Februar 2005 die Einholung ergänzender Stellungnahmen des Dr. B beantragt; sie hat jedoch keine Angaben dazu gemacht,
warum sie diesen Antrag im Termin zur mündlichen Verhandlung vor dem LSG - bei dem weder sie noch ihr Prozessbevollmächtigter
zugegen waren - nicht zumindest hilfsweise gestellt hat und aus welchen Umständen trotzdem zu schließen sein soll, dass dieser
- vorsorglich - angekündigte Beweisantrag weiterhin noch aufrechterhalten worden ist (vgl BSG SozR 1500 § 160 Nr 12; Krasney/Udsching
aaO Kap IX RdNr 209 mwN).
b) Soweit die Klägerin rügt, dass das LSG sie nicht selbst als Zeugin gehört hat, fehlen ebenfalls jegliche Angaben dazu,
dass ein entsprechender Beweisantrag gestellt, dieser bis zum Schluss der mündlichen Verhandlung aufrecht erhalten worden
und das LSG ihm ohne hinreichende Begründung nicht gefolgt ist.

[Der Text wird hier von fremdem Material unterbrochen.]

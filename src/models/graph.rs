//! The arena-based organization graph.

use super::employee::{EmployeeId, EmployeeNode, generate_key};
use super::role::{RoleId, RoleNode};
use super::unit::{UnitId, UnitKind, UnitNode};

/// An in-memory organization graph.
///
/// Owns three arenas (units, roles, employees) addressed by copyable ids.
/// Units form a rooted tree through owning `children` lists plus non-owning
/// `parent` back-references; roles belong to exactly one unit; employees
/// hold roles across units. All adjacency is maintained here: codecs build
/// graphs exclusively through these mutators, which keep the employee↔role
/// relation bidirectional by construction.
///
/// The root is optional while a graph is being assembled (the tabular and
/// relational decoders create units before any parent links exist) and is
/// fixed by [`OrgGraph::set_root`] once reconstruction finishes.
#[derive(Debug, Clone, Default)]
pub struct OrgGraph {
    units: Vec<UnitNode>,
    roles: Vec<RoleNode>,
    employees: Vec<EmployeeNode>,
    root: Option<UnitId>,
}

impl OrgGraph {
    /// Creates an empty graph.
    #[must_use]
    pub fn new() -> Self {
        Self::default()
    }

    /// Creates a graph with a root unit already in place.
    #[must_use]
    pub fn with_root(name: impl Into<String>, description: impl Into<String>, kind: UnitKind) -> Self {
        let mut graph = Self::new();
        let root = graph.add_unit(name, description, kind);
        graph.set_root(root);
        graph
    }

    /// Returns the root unit, if one has been designated.
    #[must_use]
    pub const fn root(&self) -> Option<UnitId> {
        self.root
    }

    /// Designates the root unit.
    pub fn set_root(&mut self, id: UnitId) {
        self.root = Some(id);
    }

    /// Adds a detached unit (no parent) and returns its id.
    pub fn add_unit(
        &mut self,
        name: impl Into<String>,
        description: impl Into<String>,
        kind: UnitKind,
    ) -> UnitId {
        let id = UnitId(self.units.len() as u32);
        self.units.push(UnitNode {
            name: name.into(),
            description: description.into(),
            kind,
            parent: None,
            children: Vec::new(),
            roles: Vec::new(),
        });
        id
    }

    /// Attaches `child` under `parent`, populating the back-reference.
    ///
    /// Idempotent for an already-attached pair; re-attaching under a new
    /// parent detaches from the old one first.
    pub fn attach(&mut self, parent: UnitId, child: UnitId) {
        if self.units[child.index()].parent == Some(parent) {
            return;
        }
        if let Some(old) = self.units[child.index()].parent {
            self.units[old.index()].children.retain(|c| *c != child);
        }
        self.units[parent.index()].children.push(child);
        self.units[child.index()].parent = Some(parent);
    }

    /// Adds a role to a unit and returns its id.
    pub fn add_role(
        &mut self,
        unit: UnitId,
        name: impl Into<String>,
        description: impl Into<String>,
    ) -> RoleId {
        let id = RoleId(self.roles.len() as u32);
        self.roles.push(RoleNode {
            name: name.into(),
            description: description.into(),
            unit,
            employees: Vec::new(),
        });
        self.units[unit.index()].roles.push(id);
        id
    }

    /// Adds an employee with an explicit key, deduplicating by key.
    ///
    /// If an employee with this key already exists, its id is returned
    /// unchanged (the stored display name wins over the incoming one).
    pub fn add_employee(&mut self, key: impl Into<String>, name: impl Into<String>) -> EmployeeId {
        let key = key.into();
        if let Some(existing) = self.employee_by_key(&key) {
            return existing;
        }
        let id = EmployeeId(self.employees.len() as u32);
        self.employees.push(EmployeeNode {
            key,
            name: name.into(),
            roles: Vec::new(),
        });
        id
    }

    /// Adds an employee with a freshly generated key.
    pub fn new_employee(&mut self, name: impl Into<String>) -> EmployeeId {
        let key = generate_key();
        self.add_employee(key, name)
    }

    /// Looks up an employee by key.
    #[must_use]
    pub fn employee_by_key(&self, key: &str) -> Option<EmployeeId> {
        self.employees
            .iter()
            .position(|e| e.key == key)
            .map(|i| EmployeeId(i as u32))
    }

    /// Assigns an employee to a role, linking both sides.
    ///
    /// Idempotent: assigning an already-held role is a no-op, so the same
    /// reference reached from multiple codepaths is stored once.
    pub fn assign(&mut self, employee: EmployeeId, role: RoleId) {
        if !self.roles[role.index()].employees.contains(&employee) {
            self.roles[role.index()].employees.push(employee);
        }
        if !self.employees[employee.index()].roles.contains(&role) {
            self.employees[employee.index()].roles.push(role);
        }
    }

    /// Removes an assignment, unlinking both sides.
    ///
    /// Returns true if the employee actually held the role. Because unit
    /// membership is derived from roles, dropping the last role an employee
    /// holds in a unit also drops that unit from
    /// [`OrgGraph::units_of_employee`].
    pub fn unassign(&mut self, employee: EmployeeId, role: RoleId) -> bool {
        let held = self.employees[employee.index()].roles.contains(&role);
        self.roles[role.index()].employees.retain(|e| *e != employee);
        self.employees[employee.index()].roles.retain(|r| *r != role);
        held
    }

    /// Returns a unit node.
    #[must_use]
    pub fn unit(&self, id: UnitId) -> &UnitNode {
        &self.units[id.index()]
    }

    /// Returns a role node.
    #[must_use]
    pub fn role(&self, id: RoleId) -> &RoleNode {
        &self.roles[id.index()]
    }

    /// Returns an employee node.
    #[must_use]
    pub fn employee(&self, id: EmployeeId) -> &EmployeeNode {
        &self.employees[id.index()]
    }

    /// Iterates over all units in creation order.
    pub fn units(&self) -> impl Iterator<Item = (UnitId, &UnitNode)> {
        self.units
            .iter()
            .enumerate()
            .map(|(i, node)| (UnitId(i as u32), node))
    }

    /// Iterates over all roles in creation order.
    pub fn roles(&self) -> impl Iterator<Item = (RoleId, &RoleNode)> {
        self.roles
            .iter()
            .enumerate()
            .map(|(i, node)| (RoleId(i as u32), node))
    }

    /// Iterates over all employees in creation order.
    pub fn employees(&self) -> impl Iterator<Item = (EmployeeId, &EmployeeNode)> {
        self.employees
            .iter()
            .enumerate()
            .map(|(i, node)| (EmployeeId(i as u32), node))
    }

    /// Number of units in the graph.
    #[must_use]
    pub const fn unit_count(&self) -> usize {
        self.units.len()
    }

    /// Number of roles in the graph.
    #[must_use]
    pub const fn role_count(&self) -> usize {
        self.roles.len()
    }

    /// Number of employees in the graph.
    #[must_use]
    pub const fn employee_count(&self) -> usize {
        self.employees.len()
    }

    /// Number of employee-role assignments in the graph.
    #[must_use]
    pub fn assignment_count(&self) -> usize {
        self.roles.iter().map(|r| r.employees.len()).sum()
    }

    /// Finds a role by name within a unit.
    #[must_use]
    pub fn find_role(&self, unit: UnitId, name: &str) -> Option<RoleId> {
        self.units[unit.index()]
            .roles
            .iter()
            .copied()
            .find(|id| self.roles[id.index()].name == name)
    }

    /// Units the employee participates in, derived from their roles.
    ///
    /// Ordered by first appearance; each unit listed once regardless of how
    /// many roles the employee holds there.
    #[must_use]
    pub fn units_of_employee(&self, id: EmployeeId) -> Vec<UnitId> {
        let mut units = Vec::new();
        for role in &self.employees[id.index()].roles {
            let unit = self.roles[role.index()].unit;
            if !units.contains(&unit) {
                units.push(unit);
            }
        }
        units
    }

    /// Preorder traversal of the subtree rooted at `from`.
    #[must_use]
    pub fn preorder(&self, from: UnitId) -> Vec<UnitId> {
        let mut out = Vec::new();
        let mut stack = vec![from];
        while let Some(id) = stack.pop() {
            out.push(id);
            // Reverse so children pop in declaration order.
            for child in self.units[id.index()].children.iter().rev() {
                stack.push(*child);
            }
        }
        out
    }

    /// Number of descendants below a unit (the unit itself excluded).
    #[must_use]
    pub fn descendant_count(&self, id: UnitId) -> usize {
        self.preorder(id).len() - 1
    }

    /// The 0-based position of a unit among its siblings.
    ///
    /// Returns `None` for detached units.
    #[must_use]
    pub fn sibling_index(&self, id: UnitId) -> Option<usize> {
        let parent = self.units[id.index()].parent?;
        self.units[parent.index()]
            .children
            .iter()
            .position(|c| *c == id)
    }

    /// Unit names along the path from the tree top down to `id`, inclusive.
    #[must_use]
    pub fn path_names(&self, id: UnitId) -> Vec<&str> {
        let mut names = Vec::new();
        let mut cursor = Some(id);
        while let Some(current) = cursor {
            names.push(self.units[current.index()].name.as_str());
            cursor = self.units[current.index()].parent;
        }
        names.reverse();
        names
    }
}

#[cfg(test)]
mod tests {
    use super::*;

    fn sample() -> (OrgGraph, UnitId, UnitId, RoleId, EmployeeId) {
        let mut graph = OrgGraph::with_root("Acme", "Holding board", UnitKind::Board);
        let root = graph.root().unwrap();
        let eng = graph.add_unit("Engineering", "Builds things", UnitKind::Department);
        graph.attach(root, eng);
        let direttore = graph.add_role(eng, "Direttore", "Runs engineering");
        let alice = graph.add_employee("emp-alice", "Alice");
        graph.assign(alice, direttore);
        (graph, root, eng, direttore, alice)
    }

    #[test]
    fn test_attach_sets_both_sides() {
        let (graph, root, eng, _, _) = sample();
        assert_eq!(graph.unit(eng).parent(), Some(root));
        assert_eq!(graph.unit(root).children(), &[eng]);
    }

    #[test]
    fn test_reattach_moves_child() {
        let (mut graph, root, eng, _, _) = sample();
        let ops = graph.add_unit("Operations", "", UnitKind::Department);
        graph.attach(root, ops);
        graph.attach(ops, eng);
        assert_eq!(graph.unit(eng).parent(), Some(ops));
        assert_eq!(graph.unit(root).children(), &[ops]);
    }

    #[test]
    fn test_assign_is_bidirectional_and_idempotent() {
        let (mut graph, _, _, direttore, alice) = sample();
        graph.assign(alice, direttore);
        assert_eq!(graph.role(direttore).employees(), &[alice]);
        assert_eq!(graph.employee(alice).roles(), &[direttore]);
        assert_eq!(graph.assignment_count(), 1);
    }

    #[test]
    fn test_employee_dedup_by_key() {
        let (mut graph, _, eng, _, alice) = sample();
        let again = graph.add_employee("emp-alice", "Alice A.");
        assert_eq!(again, alice);
        assert_eq!(graph.employee_count(), 1);
        // Stored name wins.
        assert_eq!(graph.employee(alice).name(), "Alice");
        let _ = eng;
    }

    #[test]
    fn test_units_of_employee_is_derived() {
        let (mut graph, root, eng, direttore, alice) = sample();
        let core = graph.add_unit("Core", "", UnitKind::Group);
        graph.attach(eng, core);
        let membro = graph.add_role(core, "Membro", "");
        graph.assign(alice, membro);
        assert_eq!(graph.units_of_employee(alice), vec![eng, core]);

        // Dropping the last role in a unit drops the membership too.
        assert!(graph.unassign(alice, direttore));
        assert_eq!(graph.units_of_employee(alice), vec![core]);
        let _ = root;
    }

    #[test]
    fn test_preorder_and_descendants() {
        let (mut graph, root, eng, _, _) = sample();
        let core = graph.add_unit("Core", "", UnitKind::Group);
        graph.attach(eng, core);
        let ops = graph.add_unit("Operations", "", UnitKind::Department);
        graph.attach(root, ops);
        assert_eq!(graph.preorder(root), vec![root, eng, core, ops]);
        assert_eq!(graph.descendant_count(root), 3);
        assert_eq!(graph.descendant_count(core), 0);
        assert_eq!(graph.sibling_index(ops), Some(1));
        assert_eq!(graph.sibling_index(root), None);
        assert_eq!(graph.path_names(core), vec!["Acme", "Engineering", "Core"]);
    }
}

c) Soweit die Klägerin zudem - zusammengefasst - rügt, das LSG hätte angesichts der durchgeführten Beweisaufnahmen und der
dabei aufgetretenen Differenzen von sich aus weitere Sachaufklärung betreiben müssen, um sich zur sachgerechten Beurteilung
des Falles zusätzliche Erkenntnisse zu verschaffen, anstatt auf die Werte der BRi und die Ausführungen des MDK zurückzugreifen,
ist dies ebenfalls unzulässig. Dieses Vorbringen betrifft der Sache nach einerseits den Vorwurf unzureichender Sachaufklärung
(§
103 SGG), der - wie zu 2a) ausgeführt - revisionszulassungsrechtlich unbeachtlich ist, weil es an Darlegungen zur Übergehung von
Beweisanträgen mangelt, und andererseits die Überschreitung der Grenzen der freien richterlichen Beweiswürdigung (§
128 Abs
1 Satz 1
SGG). Auf eine Verletzung dieser Vorschrift kann eine Nichtzulassungsbeschwerde aber generell nicht gestützt werden, was ebenfalls
in §
160 Abs
2 Nr
3 SGG ausdrücklich geregelt ist.
3. Die Kostenentscheidung beruht auf einer entsprechenden Anwendung der §§
183 Satz 2 und
193 SGG, da die Klägerin nicht zu dem in §
56 Erstes Buch Sozialgesetzbuch - Allgemeiner Teil - umschriebenen Personenkreis gehört und im Beschwerdeverfahren deshalb nicht
mehr von der Kostenprivilegierung des §
183 Satz 1
SGG erfasst wird. Die Streitwertfestsetzung folgt aus §§ 63 Abs 2, 52 Abs 3 und 47 Abs 1 Gerichtskostengesetz (GKG). Die Höhe des Streitwerts bemisst sich nach dem Unterschied des Pflegegeldes zwischen Pflegestufe I und Pflegestufe II für
einen Zeitraum von 29 Monaten (§ 42 Abs 3 GKG).